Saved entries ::
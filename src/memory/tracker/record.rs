/*!
 * Allocation Records
 */

use crate::core::types::{Address, Size, Tag};
use crate::memory::types::{AllocationStrategy, AllocatorKind, MemoryPolicy};
use serde::Serialize;
use std::backtrace::Backtrace;
use std::sync::Arc;
use std::thread::{self, ThreadId};
use std::time::{Duration, Instant};

/// Metadata of one tracked allocation
#[derive(Debug, Clone, Serialize)]
pub struct AllocationRecord {
    pub address: Address,
    /// Size the caller asked for
    pub size: Size,
    pub alignment: usize,
    pub tag: Tag,
    pub strategy: AllocationStrategy,
    pub source: AllocatorKind,
    /// Custom pool the block came from
    pub pool: Option<Tag>,
    #[serde(skip)]
    pub thread: ThreadId,
    pub thread_name: Option<String>,
    /// Captured when the policy enables stack traces
    pub backtrace: Option<Arc<str>>,
    /// Included in leak detection passes
    pub leak_checked: bool,
    /// Wiped before the block is released
    pub sensitive: bool,
    #[serde(skip)]
    pub created_at: Instant,
    #[serde(skip)]
    pub freed_at: Option<Instant>,
}

impl AllocationRecord {
    pub fn new(
        address: Address,
        size: Size,
        alignment: usize,
        policy: &MemoryPolicy,
        source: AllocatorKind,
    ) -> Self {
        let current = thread::current();
        let backtrace = policy
            .enable_stack_traces
            .then(|| Arc::from(Backtrace::force_capture().to_string()));

        Self {
            address,
            size,
            alignment,
            tag: policy.allocation_tag.clone(),
            strategy: policy.strategy,
            source,
            pool: None,
            thread: current.id(),
            thread_name: current.name().map(str::to_owned),
            backtrace,
            leak_checked: policy.enable_leak_detection,
            sensitive: policy.enable_memory_encryption,
            created_at: Instant::now(),
            freed_at: None,
        }
    }

    pub fn with_pool(mut self, pool: &str) -> Self {
        self.pool = Some(Tag::from(pool));
        self
    }

    /// Time since allocation (or until free, for retired records)
    pub fn age(&self) -> Duration {
        match self.freed_at {
            Some(freed) => freed.duration_since(self.created_at),
            None => self.created_at.elapsed(),
        }
    }

    pub fn is_freed(&self) -> bool {
        self.freed_at.is_some()
    }
}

Instructions for the task ::
One stretch of the lines above is wanted, from the line that contains "one tracked allocation" through the line that contains "block came from". Output it exactly.

Answer box ::
/// Metadata of one tracked allocation
#[derive(Debug, Clone, Serialize)]
pub struct AllocationRecord {
    pub address: Address,
    /// Size the caller asked for
    pub size: Size,
    pub alignment: usize,
    pub tag: Tag,
    pub strategy: AllocationStrategy,
    pub source: AllocatorKind,
    /// Custom pool the block came from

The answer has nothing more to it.